(Data for review Opens)

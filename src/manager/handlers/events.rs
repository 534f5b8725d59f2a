//! Event-bus ingress: pathfinder discoveries and enumeration requests.

use std::net::Ipv6Addr;
use tracing::debug;

use crate::manager::{SessionEventKind, SessionManager};
use crate::wire::{NodeRecord, PathfinderMsg, RouteHeader};

impl SessionManager {
    /// Process one frame from the event bus.
    pub fn handle_event(&mut self, frame: &[u8]) {
        let msg = match PathfinderMsg::decode(frame) {
            Ok(msg) => msg,
            Err(e) => {
                debug!(error = %e, "DROP malformed event frame");
                return;
            }
        };
        match msg {
            PathfinderMsg::Sessions { source_pf } => self.enumerate_sessions(source_pf),
            PathfinderMsg::Node { record, .. } => self.handle_node_event(record),
        }
    }

    /// Answer SESSIONS: one SESSION event per live session, addressed
    /// back to the asking pathfinder.
    fn enumerate_sessions(&self, source_pf: u32) {
        for handle in self.table.handles() {
            let session = self.table.lookup_handle(handle).expect("handle snapshot is live");
            Self::send_session_event(
                &self.event_tx,
                session,
                session.send_switch_label(),
                source_pf,
                SessionEventKind::Session,
            );
        }
    }

    /// Apply a NODE discovery.
    ///
    /// With a packet parked for the address: create-or-update the
    /// session and drain the packet through ready-to-send. Without one:
    /// refresh an existing session's path and version, or ignore a peer
    /// we have no interest in.
    fn handle_node_event(&mut self, record: NodeRecord) {
        if !self.buffered.contains(&record.ip6) {
            if let Some(index) = self.table.index_of_ip6(&record.ip6) {
                let session = self.table.get_mut(index);
                session.set_send_switch_label(record.path);
                session.set_version(record.version);
                debug!(
                    ip = %Ipv6Addr::from(record.ip6),
                    path = %format_args!("{:016x}", record.path),
                    "updated session path from discovery"
                );
            }
            return;
        }

        let index = match self.get_or_create_session(
            record.ip6,
            record.public_key,
            record.version,
            record.path,
            Self::now_ms(),
        ) {
            Ok(index) => index,
            Err(e) => {
                debug!(error = %e, "DROP node event with unusable key");
                return;
            }
        };

        if let Some(mut packet) = self.buffered.take(&record.ip6) {
            // The packet was parked without a label; stamp the one the
            // session just learned.
            let label = self.table.get(index).send_switch_label();
            let header = RouteHeader::parse(packet.bytes()).expect("buffered packets carry a route header");
            if header.switch.label == 0 && label != 0 {
                packet.bytes_mut()[..8].copy_from_slice(&label.to_be_bytes());
            }
            debug!(ip = %Ipv6Addr::from(record.ip6), "draining buffered packet");
            self.ready_to_send(packet, index);
        }
    }
}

(Data for review Closes)

* What is being asked
Each line above that has "Some" adds one to the count; say the final count with no other text.

* Answer
2